The plot of Paradise Alley is a predictable yawn about three brothers in 1940s Hell’s Kitchen who get involved in underground wrestling in search of a quick buck and learn heartwarming lessons, but Stallone’s prose makes what could have been a merely mediocre novel memorably awful. He was likely aiming for a Dashiell Hammett–esque hard-boiled style but winds up sounding both simplistic and overly fond of the stalest stereotypes of New York City tenement life. When your fight scenes include lines like “Patty McLade dropped to the floor like a whore’s nightgown,” it’s time to go back to writing movies that are mostly inspirational jogging scenes and anguished grunts.
Nicolas and Weston Cage
Virgin Comics, 2007
One time, Nic Cage and his black-metal crooner son, Weston, came up with an idea for a comic book about the child of a slave who was killed in the 1860s and gets resurrected by black magic to clean up the streets of post-Katrina New Orleans. Then they got an artist and a writer to make their dreams into reality, because the Cages are not like you or me. This book is like if Spawn impregnated the Candyman with his demon seed on the set of Treme while a cuckolded Todd McFarlane masturbated in a corner. In other words, it’s fantastic.
Random House, 2011
Modelland is the story of Tookie De La Crème, a 15-year-old girl from the land of Metopia. Everyone considers her a “Forgetta-girl,” but on the Day of Discovery, the annual event where girls catwalk down Metopia’s main street, a scout invites De La Crème to Modelland, a mysterious place on a mountaintop where every year seven girls become “Intoxibellas” (a.k.a. supermodels). But before she can achieve Intoxibelladom, Tookie must survive the “Catwalk Corridor” and “Thigh-High Boot Camp.” There’s a positive message about inner beauty yada yada yada in here, but it’s buried under 5,000 tons of gibberish that Tyra Banks thought would sound cool to 12-year-old girls. PS: I did not finish the book because come on.

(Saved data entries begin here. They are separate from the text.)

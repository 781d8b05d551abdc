//! Task subcommand arguments.

use crate::error::HiveError;
use crate::service::{CreateTask, TaskFilter, UpdateTask, parse_status};
use crate::types::BlockedOn;
use clap::Args;
use serde_json::Value;

/// Arguments for `create`
#[derive(Args, Debug)]
pub struct CreateArgs {
    /// Task title
    #[arg(long)]
    pub title: String,

    /// Task description (defaults to the title)
    #[arg(long = "desc")]
    pub description: Option<String>,

    /// Task type (research, dev, ...)
    #[arg(long = "type", default_value = "research")]
    pub task_type: String,

    /// Link to project
    #[arg(long)]
    pub project: Option<String>,

    /// Task IDs this depends on
    #[arg(long, num_args = 1..)]
    pub depends_on: Vec<String>,

    /// Deadline in minutes (defaults by type)
    #[arg(long)]
    pub deadline: Option<u32>,

    /// Parent task ID (creates a sub-task)
    #[arg(long)]
    pub parent_task: Option<String>,

    /// Nesting depth; derived from the parent when one is given
    #[arg(long)]
    pub depth: Option<String>,

    /// Set metadata key=value (repeatable)
    #[arg(long = "meta", value_name = "KEY=VALUE")]
    pub meta: Vec<String>,
}

impl CreateArgs {
    pub fn into_request(self) -> CreateTask {
        CreateTask {
            title: self.title,
            description: self.description,
            task_type: self.task_type,
            project_id: self.project,
            depends_on: self.depends_on,
            deadline_minutes: self.deadline,
            parent_task: self.parent_task,
            depth: self.depth.map(Value::String),
            metadata: self.meta,
        }
    }
}

/// Arguments for `list`
#[derive(Args, Debug)]
pub struct ListArgs {
    #[arg(long)]
    pub status: Option<String>,

    #[arg(long)]
    pub owner: Option<String>,

    #[arg(long)]
    pub project: Option<String>,

    #[arg(long = "type")]
    pub task_type: Option<String>,
}

impl ListArgs {
    pub fn into_filter(self) -> Result<TaskFilter, HiveError> {
        Ok(TaskFilter {
            status: self.status.as_deref().map(parse_status).transpose()?,
            owner: self.owner,
            project_id: self.project,
            task_type: self.task_type,
        })
    }
}

/// Arguments for `update`
#[derive(Args, Debug)]
pub struct UpdateArgs {
    pub task_id: String,

    /// New status
    #[arg(long)]
    pub status: Option<String>,

    /// Set owner
    #[arg(long)]
    pub owner: Option<String>,

    /// Set output path
    #[arg(long)]
    pub output: Option<String>,

    /// What the task is blocked on: human, or a task ID
    #[arg(long)]
    pub blocked_on: Option<String>,

    /// Ask a human for input
    #[arg(long)]
    pub needs: Option<String>,

    /// Set metadata key=value (repeatable, empty value deletes key)
    #[arg(long = "meta", value_name = "KEY=VALUE")]
    pub meta: Vec<String>,

    /// Log message for this update
    #[arg(short, long)]
    pub message: Option<String>,
}

impl UpdateArgs {
    pub fn into_request(self) -> Result<(String, UpdateTask), HiveError> {
        let request = UpdateTask {
            status: self.status.as_deref().map(parse_status).transpose()?,
            owner: self.owner,
            output_path: self.output,
            blocked_on: self.blocked_on.as_deref().map(parse_blocked_on),
            needs: self.needs,
            metadata: self.meta,
            message: self.message,
        };
        Ok((self.task_id, request))
    }
}

/// `--blocked-on` value: `human`, a task ID, or a task ID written as `task-<id>`.
fn parse_blocked_on(value: &str) -> BlockedOn {
    match value.strip_prefix("task-") {
        Some(id) if !id.is_empty() => BlockedOn::Task(id.to_string()),
        _ => BlockedOn::parse(value),
    }
}

/// Arguments for `provide`
#[derive(Args, Debug)]
pub struct ProvideArgs {
    pub task_id: String,

    /// The input to provide
    #[arg(long)]
    pub input: String,
}

/// Arguments for `stale`
#[derive(Args, Debug)]
pub struct StaleArgs {
    /// Fallback limit in minutes for tasks without a deadline
    #[arg(long)]
    pub threshold: Option<u32>,
}

/// Arguments for `wait`
#[derive(Args, Debug)]
pub struct WaitArgs {
    pub task_id: String,

    /// Give up after this many seconds
    #[arg(long)]
    pub timeout: Option<u64>,
}

#[cfg(test)]
mod tests {
    use super::*;
    use crate::types::TaskStatus;

    #[test]
    fn update_args_parse_status_and_target() {
        let args = UpdateArgs {
            task_id: "t1".into(),
            status: Some("blocked".into()),
            owner: None,
            output: None,
            blocked_on: Some("task-abc".into()),
            needs: None,
            meta: vec![],
            message: None,
        };
        let (id, request) = args.into_request().unwrap();
        assert_eq!(id, "t1");
        assert_eq!(request.status, Some(TaskStatus::Blocked));
        assert_eq!(request.blocked_on, Some(BlockedOn::Task("abc".into())));
    }

    #[test]
    fn list_rejects_unknown_status() {
        let args = ListArgs {
            status: Some("done".into()),
            owner: None,
            project: None,
            task_type: None,
        };
        assert!(args.into_filter().is_err());
    }

    #[test]
    fn blocked_on_flag_accepts_human_bare_and_prefixed_ids() {
        assert_eq!(parse_blocked_on("human"), BlockedOn::Human);
        assert_eq!(
            parse_blocked_on("20250101-120000-abcd"),
            BlockedOn::Task("20250101-120000-abcd".into())
        );
        assert_eq!(
            parse_blocked_on("task-20250101-120000-abcd"),
            BlockedOn::Task("20250101-120000-abcd".into())
        );
        assert_eq!(parse_blocked_on("task-"), BlockedOn::Task("task-".into()));
    }
}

So it turns out that when a child megastar writes a semi-fictional memoir-slash-sketchbook, what comes out is kinda nuts. Junior is loaded with non sequiturs, drawings, lists, and daddy issues. At one point, Culkin writes, “Dear Dad, Fuck Fuck Fuck Fuck Fuck Fuck Fuck…” Reviewing this would be like reviewing a roomful of headless dolls.

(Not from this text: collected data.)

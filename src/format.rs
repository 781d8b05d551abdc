//! Output formatting for the CLI: plain text and JSON.

use crate::engine::Settlement;
use crate::service::{BoardSummary, ProjectDetail, StaleTask, StrandedTask, TaskDetail, UpdateOutcome};
use crate::types::{Project, Task};
use anyhow::Result;
use serde::Serialize;

/// Log entries shown by `show`.
const SHOWN_LOG_ENTRIES: usize = 10;

/// Output format selected by `--json`.
#[derive(Debug, Clone, Copy, PartialEq, Eq)]
pub enum OutputFormat {
    Json,
    Text,
}

impl OutputFormat {
    pub fn from_flag(json: bool) -> Self {
        if json {
            OutputFormat::Json
        } else {
            OutputFormat::Text
        }
    }
}

/// Pretty JSON, as written to stdout.
pub fn to_json<T: Serialize + ?Sized>(value: &T) -> Result<String> {
    Ok(serde_json::to_string_pretty(value)?)
}

fn deadline_text(minutes: u32) -> String {
    if minutes > 0 {
        format!("{} min", minutes)
    } else {
        "none".to_string()
    }
}

/// One line per task: status, ID, title, owner and blocker.
pub fn format_task_line(task: &Task) -> String {
    let mut line = format!("{:<12} {}  {}", task.status.as_str(), task.task_id, task.title);
    if let Some(ref owner) = task.owner {
        line.push_str(&format!(" [{}]", owner));
    }
    if let Some(ref blocked_on) = task.blocked_on {
        line.push_str(&format!(" (blocked: {})", blocked_on));
    }
    line
}

pub fn format_task_list(tasks: &[Task]) -> String {
    if tasks.is_empty() {
        return "No tasks found.\n".to_string();
    }
    let mut out = String::new();
    for task in tasks {
        out.push_str(&format_task_line(task));
        out.push('\n');
    }
    out
}

pub fn format_created(task: &Task) -> String {
    let mut out = format!("Created task: {}\n", task.task_id);
    out.push_str(&format!("  Title: {}\n", task.title));
    out.push_str(&format!("  Type: {}\n", task.task_type));
    out.push_str(&format!("  Deadline: {}\n", deadline_text(task.deadline_minutes)));
    if let Some(ref parent) = task.parent_task {
        out.push_str(&format!("  Parent: {} (depth {})\n", parent, task.depth));
    }
    out
}

pub fn format_task_detail(detail: &TaskDetail) -> String {
    let task = &detail.task;
    let mut out = String::new();

    out.push_str(&format!("Task: {} ({})\n", task.task_id, detail.partition));
    out.push_str(&format!("Title: {}\n", task.title));
    out.push_str(&format!("Description: {}\n", task.description));
    out.push_str(&format!("Type: {}\n", task.task_type));
    out.push_str(&format!("Status: {}\n", task.status));
    out.push_str(&format!("Owner: {}\n", task.owner.as_deref().unwrap_or("(none)")));
    out.push_str(&format!(
        "Project: {}\n",
        task.project_id.as_deref().unwrap_or("(none)")
    ));
    out.push_str(&format!("Deadline: {}\n", deadline_text(task.deadline_minutes)));
    out.push_str(&format!("Created: {}\n", task.created_at.to_rfc3339()));
    if let Some(claimed) = task.claimed_at {
        out.push_str(&format!("Claimed: {}\n", claimed.to_rfc3339()));
    }
    if let Some(completed) = task.completed_at {
        out.push_str(&format!("Completed: {}\n", completed.to_rfc3339()));
    }
    if let Some(ref output) = task.output_path {
        out.push_str(&format!("Output: {}\n", output));
    }
    if let Some(ref blocked_on) = task.blocked_on {
        out.push_str(&format!("Blocked on: {}\n", blocked_on));
    }
    if let Some(ref input) = task.human_input {
        if !input.needed.is_empty() {
            out.push_str(&format!("Needs: {}\n", input.needed));
        }
        if let Some(ref provided) = input.provided {
            out.push_str(&format!("Provided: {}\n", provided));
        }
    }
    if !task.depends_on.is_empty() {
        out.push_str(&format!("Depends on: {}\n", task.depends_on.join(", ")));
    }
    if let Some(ref parent) = task.parent_task {
        out.push_str(&format!("Parent: {} (depth {})\n", parent, task.depth));
    }

    if !detail.children.is_empty() {
        out.push_str(&format!("Children ({}):\n", detail.children.len()));
        for child in &detail.children {
            out.push_str(&format!("  {}  [{}] {}\n", child.task_id, child.status, child.title));
        }
    }

    if !task.metadata.is_empty() {
        out.push_str("Metadata:\n");
        for (key, value) in &task.metadata {
            out.push_str(&format!("  {}: {}\n", key, value));
        }
    }

    out.push_str(&format!("\nLog ({} entries):\n", task.log.len()));
    let skip = task.log.len().saturating_sub(SHOWN_LOG_ENTRIES);
    for entry in task.log.iter().skip(skip) {
        let agent = entry
            .agent
            .as_deref()
            .map(|a| format!(" [{}]", a))
            .unwrap_or_default();
        out.push_str(&format!(
            "  {} {}{}: {}\n",
            entry.ts.to_rfc3339(),
            entry.event,
            agent,
            entry.detail
        ));
    }
    out
}

pub fn format_update(outcome: &UpdateOutcome) -> String {
    match outcome {
        UpdateOutcome::Updated {
            task,
            auto_completed_parent,
        } => {
            let mut out = format!("Updated task {}: status={}\n", task.task_id, task.status);
            if let Some(parent) = auto_completed_parent {
                out.push_str(&format!(
                    "Parent task {} auto-completed (all children done).\n",
                    parent
                ));
            }
            out
        }
        UpdateOutcome::CompletionBlocked { task, check } => format!(
            "Completion blocked: {} children still incomplete. Task stays {}.\n",
            check.incomplete, task.status
        ),
    }
}

pub fn format_summary(summary: &BoardSummary) -> String {
    let c = &summary.counts;
    let rows = [
        ("Pending:", c.pending),
        ("In Progress:", c.in_progress),
        ("Blocked:", c.blocked),
        ("Completed:", c.completed),
        ("Failed:", c.failed),
        ("Abandoned:", c.abandoned),
    ];

    let mut out = String::from("\n  hive task board\n  ---------------\n");
    for (label, count) in rows {
        out.push_str(&format!("  {:<14}{:>3}\n", label, count));
    }
    out.push_str("  ---------------\n");
    out.push_str(&format!("  {:<14}{:>3}\n\n", "Total:", c.total));

    if !summary.blocked.is_empty() {
        out.push_str("  Blocked tasks needing attention:\n");
        for item in &summary.blocked {
            out.push_str(&format!("    {}  {}\n", item.task_id, item.title));
            out.push_str(&format!("      Needs: {}\n", item.needs));
        }
        out.push('\n');
    }

    if !summary.active.is_empty() {
        out.push_str("  Active tasks:\n");
        for item in &summary.active {
            let duration = item
                .minutes_since_claim
                .map(|m| format!("{} min", m))
                .unwrap_or_else(|| "?".to_string());
            out.push_str(&format!(
                "    {}  {} [{}] ({})\n",
                item.task_id,
                item.title,
                item.owner.as_deref().unwrap_or("?"),
                duration
            ));
        }
        out.push('\n');
    }
    out
}

pub fn format_stranded(found: &[StrandedTask]) -> String {
    if found.is_empty() {
        return "No stranded tasks.\n".to_string();
    }
    let mut out = format!("Stranded tasks ({}):\n", found.len());
    for item in found {
        out.push_str(&format!(
            "  {}  {} (dead dependencies: {})\n",
            item.task.task_id,
            item.task.title,
            item.dead_dependencies.join(", ")
        ));
    }
    out
}

pub fn format_stale(found: &[StaleTask]) -> String {
    if found.is_empty() {
        return "No stale tasks.\n".to_string();
    }
    let mut out = format!("Stale tasks ({}):\n", found.len());
    for item in found {
        out.push_str(&format!(
            "  {}  {} [{}] idle {} min, limit {} min\n",
            item.task.task_id,
            item.task.title,
            item.task.owner.as_deref().unwrap_or("?"),
            item.idle_minutes,
            item.limit_minutes
        ));
    }
    out
}

pub fn format_project(project: &Project) -> String {
    let mut out = format!("Project: {}\n", project.project_id);
    out.push_str(&format!("  Title: {}\n", project.title));
    out.push_str(&format!("  Status: {}\n", project.status));
    if !project.description.is_empty() {
        out.push_str(&format!("  Description: {}\n", project.description));
    }
    out.push_str("  Tasks:\n");
    for entry in &project.tasks {
        out.push_str(&format!("    {}  [{}] {}\n", entry.task_id, entry.task_type, entry.title));
    }
    out
}

pub fn format_project_list(projects: &[Project]) -> String {
    if projects.is_empty() {
        return "No projects found.\n".to_string();
    }
    let mut out = String::new();
    for project in projects {
        out.push_str(&format!(
            "{:<10} {}  {} ({} tasks)\n",
            project.status,
            project.project_id,
            project.title,
            project.tasks.len()
        ));
    }
    out
}

pub fn format_project_detail(detail: &ProjectDetail) -> String {
    let project = &detail.project;
    let mut out = format!("Project: {} [{}]\n", project.project_id, project.status);
    out.push_str(&format!("Title: {}\n", project.title));
    if !project.description.is_empty() {
        out.push_str(&format!("Description: {}\n", project.description));
    }
    out.push_str(&format!(
        "Progress: {}/{} completed\n",
        detail.counts.completed, detail.counts.total
    ));
    for task in &detail.tasks {
        out.push_str("  ");
        out.push_str(&format_task_line(task));
        out.push('\n');
    }
    out
}

pub fn format_settlement(task_id: &str, settlement: &Settlement) -> String {
    format!("Task {}: {}\n", task_id, settlement.status)
}

#[cfg(test)]
mod tests {
    use super::*;
    use crate::engine::CompletionCheck;
    use crate::service::{ActiveItem, BlockedItem};
    use crate::types::{BlockedOn, StatusCounts, TaskStatus};
    use chrono::Utc;

    #[test]
    fn task_line_shows_owner_and_blocker() {
        let mut task = Task::new("t1", "Fetch data", "dev", Utc::now());
        task.status = TaskStatus::Blocked;
        task.owner = Some("w1".into());
        task.blocked_on = Some(BlockedOn::Human);
        assert_eq!(
            format_task_line(&task),
            "blocked      t1  Fetch data [w1] (blocked: human)"
        );
    }

    #[test]
    fn empty_list_says_so() {
        assert_eq!(format_task_list(&[]), "No tasks found.\n");
    }

    #[test]
    fn blocked_completion_is_reported() {
        let mut task = Task::new("p", "Parent", "dev", Utc::now());
        task.status = TaskStatus::InProgress;
        let outcome = UpdateOutcome::CompletionBlocked {
            task,
            check: CompletionCheck {
                allowed: false,
                children: 3,
                incomplete: 2,
            },
        };
        assert_eq!(
            format_update(&outcome),
            "Completion blocked: 2 children still incomplete. Task stays in_progress.\n"
        );
    }

    #[test]
    fn summary_lists_blocked_needs_and_active_durations() {
        let summary = BoardSummary {
            counts: StatusCounts {
                blocked: 1,
                in_progress: 1,
                total: 2,
                ..StatusCounts::default()
            },
            blocked: vec![BlockedItem {
                task_id: "b1".into(),
                title: "Needs key".into(),
                needs: "API key".into(),
            }],
            active: vec![ActiveItem {
                task_id: "a1".into(),
                title: "Working".into(),
                owner: None,
                minutes_since_claim: Some(12),
            }],
        };
        let text = format_summary(&summary);
        assert!(text.contains("  Abandoned:      0\n"));
        assert!(text.contains("  Total:          2\n"));
        assert!(text.contains("      Needs: API key\n"));
        assert!(text.contains("    a1  Working [?] (12 min)\n"));
    }
}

A LIFETIME OF LOVE: POEMS ON THE PASSAGES OF LIFE
Blue Mountain Arts, 2002
These poems (nauseatingly printed on pastel-colored paper) are all about the most amorphous form of love possible—it’s a love free of sex, fear, envy, or passion, which makes it a love that’s incredibly boring to read about. Nimoy employs nature imagery you might find on the back of a box of organic quinoa (he’s big on sunrises, trees, breezes, and gardens) and generally writes like a man who has never read poetry or gotten a boner. This book is bad.